A: As I mentioned previously, biomaterials are now being developed to actively elicit specific responses in the body. A recent biomaterial innovation that moved from research to widespread adoption in a public health emergency was the mRNA vaccines. The mRNA vaccines for the COVID-19 pandemic used sophisticated biomaterial carriers like lipid nanoparticles with polymers, peptides, and a cationic nano-emulsion. These biomaterials were designed to safely deliver the mRNA cargo and boost immunity to viral infections. Importantly, this new technology allowed the vaccine to be developed rapidly, while traditional vaccine development usually takes several years. Improving immunity to COVID-19 is just the tip of the iceberg for these biomaterials. In the future, these biomaterial carriers will deliver different mRNA cargo to defend against other diseases. This technology will allow vaccines to be quickly produced and distributed on a large scale within weeks of identifying a specific agent that causes a disease.
Q: How is adopting AI and advanced bioinformatics accelerating innovation in biomaterials?
A: Both techniques can use computation to rapidly iterate on different design parameters that experimentally would take too many resources and time. These tools can be used to minimize experiments that need to be performed to optimize biomaterial formulations, modify existing biomaterials to improve performance, optimize 3D printing parameters, simulate immune system responses to biomaterials, and tailor biomaterial degradation to match the new growth of tissue into the biomaterial.
Q: What are the biggest challenges or limitations facing the development of new biomaterials, and how is the field working to overcome them?
A: The current “menu” of biomaterials that are used in the body is relatively small given the diverse applications of biomaterials in the body. Part of the reason why the choices are limited revolves around the body being a harsh environment for implanting materials. For example, approximately two-thirds of our body is water, which causes metals to corrode. Cells also actively try to break down foreign objects by releasing chemical species. The mechanical environment in the body further drives biomaterial selection, as high forces can wear down implants. Finally, once a biomaterial is developed, it must be approved by the FDA for a specific application, which requires extensive, specific, and time-consuming studies to ensure the material's safety and effectiveness for its intended use. Despite these constraints, the biomaterial field has made considerable progress. For example, surface coatings can minimize corrosion. Fundamental research has also focused on material factors that regulate cell behaviors and modulate immune responses. Modification of existing material strategies can also be used to speed up FDA approval.
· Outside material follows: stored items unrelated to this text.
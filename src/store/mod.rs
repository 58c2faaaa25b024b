//! # Object Store Collaborator
//!
//! The narrow interface the coordinator drives to run the three-phase
//! multipart protocol against a remote store. Backends:
//!
//! - [`r2::R2Store`]: Cloudflare R2 through the Worker bucket binding
//! - [`memory::InMemoryStore`]: in-process store with the same manifest rules
//!
//! Futures are not `Send`; the Workers runtime is single-threaded and every
//! backend is driven from one task.

use async_trait::async_trait;

use crate::errors::StoreError;
use crate::models::{CompletedPart, StoredObject};

pub mod memory;
pub mod r2;

#[async_trait(?Send)]
pub trait ObjectStore {
    /// Opens a multipart upload and returns the store-assigned upload ID.
    async fn initiate_upload(&self, bucket: &str, object_key: &str) -> Result<String, StoreError>;

    /// Stores one part and returns its eTag.
    async fn upload_part(
        &self,
        bucket: &str,
        object_key: &str,
        upload_id: &str,
        part_number: u16,
        payload: Vec<u8>,
    ) -> Result<String, StoreError>;

    /// Assembles the object from `parts`, which must be in ascending part order.
    async fn complete_upload(
        &self,
        bucket: &str,
        object_key: &str,
        upload_id: &str,
        parts: &[CompletedPart],
    ) -> Result<StoredObject, StoreError>;

    async fn abort_upload(
        &self,
        bucket: &str,
        object_key: &str,
        upload_id: &str,
    ) -> Result<(), StoreError>;
}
This is an exciting time for biomaterial research as fundamental understandings of biomaterial interactions on the body can drive innovation to develop better biomaterials for diverse applications.
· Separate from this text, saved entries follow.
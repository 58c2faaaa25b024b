//! # Error Types
//!
//! Three layers of failure:
//!
//! - [`StoreError`]: a call to the object store collaborator failed.
//! - [`UploadError`]: a coordinator operation failed. Every variant names the
//!   object key and, once one exists, the upload ID, so an operator can inspect
//!   or abort the upload with the store's own tooling.
//! - [`AppError`]: a façade request failed; maps onto an HTTP status.

use std::time::Duration;

use http::StatusCode;
use serde_json::json;
use thiserror::Error;
use worker::{Error as WorkerError, Response};

use crate::constants::HEADER_UPLOAD_ID;

#[derive(Debug, Error)]
pub enum StoreError {
    #[error("store unavailable: {0}")]
    Unavailable(String),
    #[error("store rejected request: {0}")]
    Rejected(String),
    #[error("store call timed out after {0:?}")]
    TimedOut(Duration),
}

impl From<WorkerError> for StoreError {
    fn from(error: WorkerError) -> Self {
        StoreError::Unavailable(error.to_string())
    }
}

#[derive(Debug, Error)]
pub enum UploadError {
    #[error("could not initiate upload for `{object_key}`: {source}")]
    StoreUnavailable {
        object_key: String,
        #[source]
        source: StoreError,
    },
    #[error("upload {upload_id} for `{object_key}` has no parts to assemble")]
    EmptyUpload { object_key: String, upload_id: String },
    #[error("upload {upload_id} for `{object_key}` is missing parts {missing:?}")]
    IncompletePartSet {
        object_key: String,
        upload_id: String,
        missing: Vec<u16>,
    },
    #[error("store rejected completion of upload {upload_id} for `{object_key}`: {source}")]
    StoreRejectedCompletion {
        object_key: String,
        upload_id: String,
        #[source]
        source: StoreError,
    },
    #[error("part {part_number} of upload {upload_id} for `{object_key}` failed: {source}")]
    PartUploadFailed {
        object_key: String,
        upload_id: String,
        part_number: u16,
        #[source]
        source: StoreError,
    },
    #[error("part {part_number} of upload {upload_id} for `{object_key}` is invalid: {reason}")]
    InvalidPart {
        object_key: String,
        upload_id: String,
        part_number: u16,
        reason: String,
    },
    #[error("upload {upload_id} for `{object_key}` still has {count} part uploads in flight")]
    PartsOutstanding {
        object_key: String,
        upload_id: String,
        count: usize,
    },
    #[error("upload {upload_id} for `{object_key}` is being completed")]
    CompletionInProgress { object_key: String, upload_id: String },
    #[error("upload {upload_id} for `{object_key}` is already completed")]
    AlreadyCompleted { object_key: String, upload_id: String },
    #[error("upload {upload_id} for `{object_key}` is already aborted")]
    AlreadyAborted { object_key: String, upload_id: String },
    #[error("upload {upload_id} for `{object_key}` failed and must be aborted")]
    SessionFailed { object_key: String, upload_id: String },
    #[error("cannot open upload for `{object_key}`: {limit} sessions already in flight")]
    TooManySessions { object_key: String, limit: usize },
    #[error("batch for upload {upload_id} of `{object_key}` was cancelled")]
    Cancelled { object_key: String, upload_id: String },
}

impl UploadError {
    /// Upload ID the failure belongs to, when a session had been opened.
    pub fn upload_id(&self) -> Option<&str> {
        match self {
            UploadError::StoreUnavailable { .. } | UploadError::TooManySessions { .. } => None,
            UploadError::EmptyUpload { upload_id, .. }
            | UploadError::IncompletePartSet { upload_id, .. }
            | UploadError::StoreRejectedCompletion { upload_id, .. }
            | UploadError::PartUploadFailed { upload_id, .. }
            | UploadError::InvalidPart { upload_id, .. }
            | UploadError::PartsOutstanding { upload_id, .. }
            | UploadError::CompletionInProgress { upload_id, .. }
            | UploadError::AlreadyCompleted { upload_id, .. }
            | UploadError::AlreadyAborted { upload_id, .. }
            | UploadError::SessionFailed { upload_id, .. }
            | UploadError::Cancelled { upload_id, .. } => Some(upload_id),
        }
    }

    /// Whether the caller can make progress by retrying or resubmitting
    /// without aborting the session first.
    pub fn is_retryable(&self) -> bool {
        matches!(
            self,
            UploadError::StoreUnavailable { .. }
                | UploadError::IncompletePartSet { .. }
                | UploadError::PartUploadFailed { .. }
                | UploadError::PartsOutstanding { .. }
                | UploadError::TooManySessions { .. }
        )
    }

    pub fn status_code(&self) -> StatusCode {
        match self {
            UploadError::StoreUnavailable { .. } => StatusCode::SERVICE_UNAVAILABLE,
            UploadError::EmptyUpload { .. }
            | UploadError::IncompletePartSet { .. }
            | UploadError::InvalidPart { .. } => StatusCode::BAD_REQUEST,
            UploadError::StoreRejectedCompletion { .. } => StatusCode::UNPROCESSABLE_ENTITY,
            UploadError::PartUploadFailed { .. } => StatusCode::BAD_GATEWAY,
            UploadError::PartsOutstanding { .. }
            | UploadError::CompletionInProgress { .. }
            | UploadError::AlreadyCompleted { .. }
            | UploadError::AlreadyAborted { .. }
            | UploadError::SessionFailed { .. } => StatusCode::CONFLICT,
            UploadError::TooManySessions { .. } => StatusCode::TOO_MANY_REQUESTS,
            UploadError::Cancelled { .. } => StatusCode::REQUEST_TIMEOUT,
        }
    }
}

#[derive(Debug, Error)]
pub enum AppError {
    #[error("Worker error: {0}")]
    Worker(#[from] WorkerError),
    #[error("Bad request: {0}")]
    BadRequest(String),
    #[error("Object too large: {size} bytes exceeds limit of {max} bytes")]
    ObjectTooLarge { size: u64, max: u64 },
    #[error(transparent)]
    Upload(#[from] UploadError),
}

pub type AppResult<T> = std::result::Result<T, AppError>;

impl AppError {
    pub fn status_code(&self) -> StatusCode {
        match self {
            AppError::Worker(_) => StatusCode::INTERNAL_SERVER_ERROR,
            AppError::BadRequest(_) => StatusCode::BAD_REQUEST,
            AppError::ObjectTooLarge { .. } => StatusCode::PAYLOAD_TOO_LARGE,
            AppError::Upload(e) => e.status_code(),
        }
    }

    /// Upload session the failure belongs to, if one had been opened.
    pub fn upload_id(&self) -> Option<&str> {
        match self {
            AppError::Upload(e) => e.upload_id(),
            _ => None,
        }
    }

    fn body(&self) -> serde_json::Value {
        json!({
            "error": self.to_string(),
            "status": self.status_code().as_u16(),
            "uploadId": self.upload_id(),
        })
    }

    /// Renders the error as a JSON response with the mapped status code. The
    /// upload ID, when known, is also echoed in the `X-Upload-Id` header.
    pub fn to_response(&self) -> worker::Result<Response> {
        let mut response =
            Response::from_json(&self.body())?.with_status(self.status_code().as_u16());
        if let Some(upload_id) = self.upload_id() {
            response.headers_mut().set(HEADER_UPLOAD_ID, upload_id)?;
        }
        Ok(response)
    }
}

impl From<AppError> for WorkerError {
    fn from(error: AppError) -> Self {
        match error {
            AppError::Worker(e) => e,
            other => WorkerError::RustError(other.to_string()),
        }
    }
}

#[cfg(test)]
mod tests {
    use super::*;

    fn part_failure() -> UploadError {
        UploadError::PartUploadFailed {
            object_key: "report.csv".into(),
            upload_id: "u-1".into(),
            part_number: 3,
            source: StoreError::Unavailable("connection reset".into()),
        }
    }

    #[test]
    fn part_failure_message_names_key_upload_and_part() {
        let message = part_failure().to_string();
        assert!(message.contains("report.csv"));
        assert!(message.contains("u-1"));
        assert!(message.contains("part 3"));
    }

    #[test]
    fn retryable_classification() {
        assert!(part_failure().is_retryable());
        assert!(!UploadError::AlreadyCompleted {
            object_key: "k".into(),
            upload_id: "u".into(),
        }
        .is_retryable());
        assert!(!UploadError::StoreRejectedCompletion {
            object_key: "k".into(),
            upload_id: "u".into(),
            source: StoreError::Rejected("etag mismatch".into()),
        }
        .is_retryable());
    }

    #[test]
    fn upload_id_absent_before_session_exists() {
        let err = UploadError::StoreUnavailable {
            object_key: "k".into(),
            source: StoreError::TimedOut(Duration::from_secs(1)),
        };
        assert_eq!(err.upload_id(), None);
        assert_eq!(part_failure().upload_id(), Some("u-1"));
    }

    #[test]
    fn app_error_status_mapping() {
        assert_eq!(
            AppError::BadRequest("x".into()).status_code(),
            StatusCode::BAD_REQUEST
        );
        assert_eq!(
            AppError::from(part_failure()).status_code(),
            StatusCode::BAD_GATEWAY
        );
        assert_eq!(
            AppError::ObjectTooLarge { size: 2, max: 1 }.status_code(),
            StatusCode::PAYLOAD_TOO_LARGE
        );
    }

    #[test]
    fn app_error_body_carries_upload_id() {
        let body = AppError::from(part_failure()).body();
        assert_eq!(body["uploadId"], "u-1");
        assert_eq!(body["status"], 502);
    }

    #[test]
    fn only_upload_errors_name_an_upload() {
        assert_eq!(AppError::from(part_failure()).upload_id(), Some("u-1"));
        assert_eq!(AppError::BadRequest("x".into()).upload_id(), None);
        let body = AppError::ObjectTooLarge { size: 2, max: 1 }.body();
        assert!(body["uploadId"].is_null());
    }

    #[test]
    fn completion_in_progress_is_a_conflict() {
        let err = UploadError::CompletionInProgress {
            object_key: "k".into(),
            upload_id: "u".into(),
        };
        assert_eq!(err.status_code(), StatusCode::CONFLICT);
        assert_eq!(err.upload_id(), Some("u"));
        assert!(!err.is_retryable());
    }
}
Rosalyn Abbott is an assistant professor in biomedical engineering and material science engineering (courtesy) at Carnegie Mellon University. Her lab focuses on fat tissue engineering and examining the role of lipid accumulation in a variety of diseases and applications. This general approach is applied to (1) engineer fat grafts to increase retention and functionality of reconstructive surgery, (2) develop disease models, (3) increase the number of donor livers available for transplantation via defatting protocols, and (4) cultivate high lipid content meat products to decrease the environmental impact of traditional agriculture methods.